Even a Hox gene mutation or a whole-genome duplication won’t get evolutionists past the Complexity Brake. For all practical purposes, gene duplications and developmental mutations can be treated as point mutations. Only if a set of mutations evolves into a module, where all the different members of the module share in the fitness benefit, may the system become amenable to a neo-Darwinian analysis. A Hox mutation might result in another body segment or substitution of antennae for eyes, but that’s not what Koch has in mind. He told us what he meant: “The discovery of modular, hierarchical structures that capture the behavior of complex systems in a causal manner is essential to speed up solving these challenging problems.” The extra pair of legs is a result of an upstream switch; it does not capture the behavior of systems “in a causal manner” to allow scientists to explain it (or evolve it).

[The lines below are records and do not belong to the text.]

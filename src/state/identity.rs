use dashmap::DashMap;
use uuid::Uuid;

/// In-process registry of issued session tokens.
#[derive(Default)]
pub struct IdentityRegistry {
    tokens: DashMap<String, Uuid>,
}

impl IdentityRegistry {
    pub fn new() -> Self {
        Self::default()
    }

    /// Issue a fresh opaque token for `user`.
    pub fn issue(&self, user: Uuid) -> String {
        let token = Uuid::new_v4().simple().to_string();
        self.tokens.insert(token.clone(), user);
        token
    }

    /// User the token was issued to, if it is still valid.
    pub fn resolve(&self, token: &str) -> Option<Uuid> {
        self.tokens.get(token).map(|entry| *entry.value())
    }

    /// Revoke a token, returning the user it belonged to.
    pub fn revoke(&self, token: &str) -> Option<Uuid> {
        self.tokens.remove(token).map(|(_, user)| user)
    }

    /// Whether `user` still holds at least one valid token.
    pub fn is_signed_in(&self, user: Uuid) -> bool {
        self.tokens.iter().any(|entry| *entry.value() == user)
    }
}

#[cfg(test)]
mod tests {
    use super::*;

    #[test]
    fn tokens_resolve_until_revoked() {
        let registry = IdentityRegistry::new();
        let user = Uuid::new_v4();

        let first = registry.issue(user);
        let second = registry.issue(user);
        assert_ne!(first, second);
        assert_eq!(registry.resolve(&first), Some(user));

        assert_eq!(registry.revoke(&first), Some(user));
        assert_eq!(registry.resolve(&first), None);
        assert!(registry.is_signed_in(user));

        registry.revoke(&second);
        assert!(!registry.is_signed_in(user));
        assert_eq!(registry.revoke(&second), None);
    }
}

The only modular, hierarchical systems we are aware of from uniform experience arise via intelligent design. With computers, for instance, we can describe the modular hierarchy from the bottom up: a microchip at the bottom level, circuit boards at the next level, a minicomputer at the next level, a local area network (LAN) at the next level, a wide area network (WAN) at the next level, the Internet at the top level. Similar hierarchies may be described in terms of software. At each level, components interact on purpose according to the hierarchical rules, but can be described in terms of their individual components at the bottom level. (One also notices that mutations at any level in computer systems do not cause improvement.)
Living systems also follow modular, hierarchical arrangements at the macro level: a cell can belong to a tissue, that belongs to an organ, that belongs to a system (like the nervous system), that is a body part of an individual, who is a member of a population, that is a member of an ecosystem. A species can be described as a member of a genus, a family, an order, a class, a phylum, and a kingdom.
At the most basic level that concerned Koch, though — the interactome in the cell — all hope of “bottom-up” explanation eludes the neo-Darwinist. By uniform experience, therefore, the inference to the best explanation for the modular hierarchical complexity in life is intelligent design.